Three rare variants of SOX7 impairing its interaction with GATA4 may be a predisposing factor to complete AVSD

Abstract Background Atrioventricular septal defects (AVSD) are a complicated subtype of congenital heart defects for which the genetic basis is poorly understood. Many evidences have demonstrated that transcription factor SOX7 which can interact with GATA4 plays a pivotal role in the cardiovascular development. The critical role of GATA4 in the morphogenesis of atrioventricular septum implies SOX7 a potential involvement of AVSD. However, whether SOX7 variants are involved in the pathogenesis of AVSD needs to be explored. Methods 100 sporadic non-syndromic AVSD Chinese Han patients were recruited and the variants of SOX7 in 100 patients were screened by target sequencing. Functional assays were performed to testify the potential pathogenicity of nonsynonymous variants of SOX7 found in these AVSD patients. Results Through target sequencing, we identified three rare variants c.40C>G, c.542G>A, and c.743C>T of SOX7 in 100 sporadic non-syndromic AVSD Chinese Han patients. All mutant sites were highly conserved in mammals. Compared to the wildtype, these variants of SOX7 increased mRNA expression and decreased protein. In the developing murine hearts, SOX7 along with GATA4 expressed highly in the region of atrioventricular cushions.
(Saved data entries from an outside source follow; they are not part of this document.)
//! Extremum detection.
//!
//! Two feature levels:
//! - [`detect_minima`] / [`detect_maxima`]: a cell must be strictly below
//!   (above) every other cell in its window. Plateaus never qualify.
//! - [`detect_minima_detailed`] / [`detect_maxima_detailed`]: plateau-aware.
//!   Each near-flat connected region is one candidate, tested against its
//!   expanded neighbourhood, given a quantile depth and optionally validated
//!   by the local Laplacian.
use std::cmp::Ordering;

use serde::{Deserialize, Serialize};

use super::grid_walk::{resolve_index, BoundaryPolicy, Connectivity, GridBfs};
use super::rational::RationalApprox;
use super::smooth::box_blur;
use crate::field::ScalarField;

/// Absolute floor of the plateau tolerance.
const PLATEAU_EPS_FLOOR: f64 = 1e-12;

// ── Simple extrema ────────────────────────────────────────────────────────────

#[derive(Debug, Clone, Copy, PartialEq, Serialize, Deserialize)]
#[serde(rename_all = "camelCase")]
pub struct Extremum {
    pub ix: usize,
    pub iy: usize,
    pub x: f64,
    pub y: f64,
    pub value: f64,
}

/// Strict minima within a `(2·radius+1)²` window, after `smooth_iterations`
/// passes of mirrored box blur. Sorted by value, lowest first.
pub fn detect_minima(field: &ScalarField, radius: usize, smooth_iterations: usize) -> Vec<Extremum> {
    strict_extrema(field, radius, smooth_iterations, Ordering::Less)
}

/// Strict maxima, highest first.
pub fn detect_maxima(field: &ScalarField, radius: usize, smooth_iterations: usize) -> Vec<Extremum> {
    strict_extrema(field, radius, smooth_iterations, Ordering::Greater)
}

fn strict_extrema(field: &ScalarField, radius: usize, smooth_iterations: usize, want: Ordering) -> Vec<Extremum> {
    let smoothed;
    let f = if smooth_iterations > 0 {
        smoothed = box_blur(field, smooth_iterations, BoundaryPolicy::Mirror);
        &smoothed
    } else {
        field
    };
    let (w, h) = (f.width, f.height);
    let r = radius.max(1);
    let mut out = Vec::new();
    for iy in 0..h {
        for ix in 0..w {
            let v = f.get(iy, ix);
            if !v.is_finite() {
                continue;
            }
            let mut strict = true;
            'window: for ny in iy.saturating_sub(r)..=(iy + r).min(h - 1) {
                for nx in ix.saturating_sub(r)..=(ix + r).min(w - 1) {
                    if (nx, ny) == (ix, iy) {
                        continue;
                    }
                    let n = f.get(ny, nx);
                    if n.is_finite() && v.partial_cmp(&n) != Some(want) {
                        strict = false;
                        break 'window;
                    }
                }
            }
            if strict {
                out.push(Extremum { ix, iy, x: f.xs[ix], y: f.ys[iy], value: v });
            }
        }
    }
    out.sort_by(|a, b| {
        let ord = a.value.total_cmp(&b.value);
        let ord = if want == Ordering::Less { ord } else { ord.reverse() };
        ord.then((a.iy, a.ix).cmp(&(b.iy, b.ix)))
    });
    out
}

// ── Plateau-aware extrema ─────────────────────────────────────────────────────

#[derive(Debug, Clone, PartialEq, Serialize, Deserialize)]
#[serde(rename_all = "camelCase", default)]
pub struct MinimaOptions {
    /// Neighbourhood radius around the plateau, in cells.
    pub radius: usize,
    pub connectivity: Connectivity,
    /// Relative plateau tolerance, scaled by |seed value|.
    pub plateau_epsilon: f64,
    pub boundary_policy: BoundaryPolicy,
    pub min_depth: f64,
    /// Quantile of the neighbourhood used as the rim height.
    pub depth_quantile: f64,
    pub validate_laplacian: bool,
    pub min_laplacian: f64,
    pub smooth_iterations: usize,
}

impl Default for MinimaOptions {
    fn default() -> Self {
        Self {
            radius: 1,
            connectivity: Connectivity::Eight,
            plateau_epsilon: 1e-9,
            boundary_policy: BoundaryPolicy::Clamp,
            min_depth: 0.0,
            depth_quantile: 0.9,
            validate_laplacian: false,
            min_laplacian: 0.0,
            smooth_iterations: 0,
        }
    }
}

/// An accepted minimum (or, from [`detect_maxima_detailed`], maximum).
#[derive(Debug, Clone, PartialEq, Serialize, Deserialize)]
#[serde(rename_all = "camelCase")]
pub struct MinimaPoint {
    pub x: f64,
    pub y: f64,
    pub ix: usize,
    pub iy: usize,
    /// Field value at the representative cell.
    pub roughness: f64,
    /// Rim quantile minus plateau value (prominence for maxima).
    pub depth: f64,
    pub plateau_size: usize,
    #[serde(default, skip_serializing_if = "Option::is_none")]
    pub laplacian: Option<f64>,
    #[serde(default, skip_serializing_if = "Option::is_none")]
    pub basin_area: Option<f64>,
    #[serde(default, skip_serializing_if = "Option::is_none")]
    pub basin_radius: Option<f64>,
    #[serde(default, skip_serializing_if = "Option::is_none")]
    pub basin_threshold: Option<f64>,
    #[serde(default, skip_serializing_if = "Option::is_none")]
    pub rational_x: Option<RationalApprox>,
    #[serde(default, skip_serializing_if = "Option::is_none")]
    pub rational_y: Option<RationalApprox>,
}

struct Candidate {
    point: MinimaPoint,
    /// Plateau value on the detection field; the primary sort key.
    value: f64,
}

/// Plateau-aware minima of `field`, sorted by value ascending, then depth
/// descending, then grid position.
pub fn detect_minima_detailed(field: &ScalarField, opts: &MinimaOptions) -> Vec<MinimaPoint> {
    let smoothed;
    let f = if opts.smooth_iterations > 0 {
        smoothed = box_blur(field, opts.smooth_iterations, opts.boundary_policy);
        &smoothed
    } else {
        field
    };
    let (w, h) = (f.width, f.height);
    let n = w * h;
    if n == 0 {
        return Vec::new();
    }
    let r = opts.radius.max(1);
    let quantile = opts.depth_quantile.clamp(0.0, 1.0);

    let mut assigned = vec![false; n];
    let mut plateau_bfs = GridBfs::new(w, h);
    let mut scan_marks = GridBfs::new(w, h);
    let mut plateau = Vec::new();
    let mut scanned = Vec::new();
    let mut found: Vec<Candidate> = Vec::new();

    for seed in 0..n {
        let seed_value = f.data[seed];
        if assigned[seed] || !seed_value.is_finite() {
            continue;
        }

        // 1. Plateau of near-equal cells around the seed.
        let tol = (opts.plateau_epsilon.abs() * seed_value.abs()).max(PLATEAU_EPS_FLOOR);
        plateau_bfs.flood(
            seed,
            opts.connectivity,
            BoundaryPolicy::Skip,
            |i| !assigned[i] && (f.data[i] - seed_value).abs() <= tol,
            &mut plateau,
        );
        for &i in &plateau {
            assigned[i] = true;
        }

        // 2. Plateaus in the unsafe border band are dropped under `Skip`.
        if opts.boundary_policy == BoundaryPolicy::Skip
            && plateau.iter().any(|&i| in_border_band(i % w, i / w, w, h, r))
        {
            continue;
        }

        let plateau_value = plateau.iter().map(|&i| f.data[i]).fold(f64::INFINITY, f64::min);

        // 3. Neighbourhood scan, each outside cell counted once.
        scanned.clear();
        scan_marks.begin();
        for &i in &plateau {
            let (px, py) = ((i % w) as isize, (i / w) as isize);
            for dy in -(r as isize)..=r as isize {
                let Some(ny) = resolve_index(py + dy, h, opts.boundary_policy) else { continue };
                for dx in -(r as isize)..=r as isize {
                    let Some(nx) = resolve_index(px + dx, w, opts.boundary_policy) else { continue };
                    let j = ny * w + nx;
                    if plateau_bfs.is_marked(j) || scan_marks.is_marked(j) {
                        continue;
                    }
                    scan_marks.mark(j);
                    let v = f.data[j];
                    if v.is_finite() {
                        scanned.push(v);
                    }
                }
            }
        }
        if scanned.iter().any(|&v| v < plateau_value) || !scanned.iter().any(|&v| v > plateau_value) {
            continue;
        }

        // 4. Depth against the rim quantile.
        let depth = quantile_of(&mut scanned, quantile) - plateau_value;
        if depth.is_nan() || depth < opts.min_depth {
            continue;
        }

        // 5. Plateau cell nearest the metric centroid.
        let rep = representative(f, &plateau);
        let (ix, iy) = (rep % w, rep / w);

        // 6. Curvature check.
        let laplacian = if opts.validate_laplacian {
            let lap = laplacian_at(f, ix, iy, opts.boundary_policy);
            if !lap.is_finite() || lap < opts.min_laplacian {
                continue;
            }
            Some(lap)
        } else {
            None
        };

        found.push(Candidate {
            value: plateau_value,
            point: MinimaPoint {
                x: f.xs[ix],
                y: f.ys[iy],
                ix,
                iy,
                roughness: field.get(iy, ix),
                depth,
                plateau_size: plateau.len(),
                laplacian,
                basin_area: None,
                basin_radius: None,
                basin_threshold: None,
                rational_x: None,
                rational_y: None,
            },
        });
    }

    // 7. Deterministic order.
    found.sort_by(|a, b| {
        a.value
            .total_cmp(&b.value)
            .then(b.point.depth.total_cmp(&a.point.depth))
            .then((a.point.iy, a.point.ix).cmp(&(b.point.iy, b.point.ix)))
    });
    found.into_iter().map(|c| c.point).collect()
}

/// Plateau-aware maxima: minima of the negated field, reported with the
/// original values. `depth` is the prominence above the rim quantile, and
/// `min_laplacian` bounds the curvature magnitude.
pub fn detect_maxima_detailed(field: &ScalarField, opts: &MinimaOptions) -> Vec<MinimaPoint> {
    let mut points = detect_minima_detailed(&field.negated(), opts);
    for p in &mut points {
        p.roughness = -p.roughness;
        p.laplacian = p.laplacian.map(|l| -l);
    }
    points
}

fn in_border_band(ix: usize, iy: usize, w: usize, h: usize, band: usize) -> bool {
    ix < band || iy < band || ix + band >= w || iy + band >= h
}

/// Linear-interpolated quantile; sorts `values` in place.
pub(crate) fn quantile_of(values: &mut [f64], q: f64) -> f64 {
    if values.is_empty() {
        return f64::NAN;
    }
    values.sort_unstable_by(f64::total_cmp);
    let pos = q * (values.len() - 1) as f64;
    let lo = pos.floor() as usize;
    let hi = pos.ceil() as usize;
    let t = pos - lo as f64;
    values[lo] + (values[hi] - values[lo]) * t
}

fn representative(f: &ScalarField, plateau: &[usize]) -> usize {
    let w = f.width;
    let inv = 1.0 / plateau.len() as f64;
    let cx = plateau.iter().map(|&i| f.metric_x[i % w]).sum::<f64>() * inv;
    let cy = plateau.iter().map(|&i| f.metric_y[i / w]).sum::<f64>() * inv;
    let dist = |i: usize| {
        let dx = f.metric_x[i % w] - cx;
        let dy = f.metric_y[i / w] - cy;
        dx * dx + dy * dy
    };
    plateau
        .iter()
        .copied()
        .min_by(|&a, &b| dist(a).total_cmp(&dist(b)).then(a.cmp(&b)))
        .unwrap_or(plateau[0])
}

/// `∂²z/∂x² + ∂²z/∂y²` at `(ix, iy)` with three-point differences on
/// non-uniform spacing.
pub fn laplacian_at(f: &ScalarField, ix: usize, iy: usize, policy: BoundaryPolicy) -> f64 {
    let d2x = second_difference(f.width, ix, &f.metric_x, policy, |k| f.get(iy, k));
    let d2y = second_difference(f.height, iy, &f.metric_y, policy, |k| f.get(k, ix));
    d2x + d2y
}

fn second_difference(
    n: usize,
    i: usize,
    coords: &[f64],
    policy: BoundaryPolicy,
    z: impl Fn(usize) -> f64,
) -> f64 {
    if n < 2 {
        return 0.0;
    }
    let interior = i > 0 && i + 1 < n;
    let points: [(f64, f64); 3] = if interior {
        [(coords[i - 1], z(i - 1)), (coords[i], z(i)), (coords[i + 1], z(i + 1))]
    } else if policy == BoundaryPolicy::Mirror {
        // Reflect the inner neighbour across the edge sample.
        let j = if i == 0 { 1 } else { i - 1 };
        let mirrored = 2.0 * coords[i] - coords[j];
        [(mirrored, z(j)), (coords[i], z(i)), (coords[j], z(j))]
    } else if n >= 3 {
        // One-sided stencil.
        let (a, b, c) = if i == 0 { (0, 1, 2) } else { (n - 3, n - 2, n - 1) };
        [(coords[a], z(a)), (coords[b], z(b)), (coords[c], z(c))]
    } else {
        return 0.0;
    };
    three_point_second_derivative(points)
}

/// Second derivative of the parabola through three points.
fn three_point_second_derivative(p: [(f64, f64); 3]) -> f64 {
    let [(x0, z0), (x1, z1), (x2, z2)] = p;
    let d01 = x0 - x1;
    let d02 = x0 - x2;
    let d12 = x1 - x2;
    2.0 * (z0 / (d01 * d02) - z1 / (d01 * d12) + z2 / (d02 * d12))
}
Moreover, SOX7 overexpression promoted the expression of GATA4 in human umbilical vein endothelial cells. Chromatin immunoprecipitation assay uncovered that SOX7 could directly bind to the region of GATA4 promoter. Luciferase assays demonstrated that SOX7 activated GATA4 promoter and the variants impaired the transcriptional activity of SOX7. Furthermore, the variants of SOX7 altered the regulation to the activity of GATA4 on its target genes. Conclusions Our studies provide evidence that deleterious variants in SOX7 are potential contributors to human AVSD and provide novel insights into the etiology of AVSD.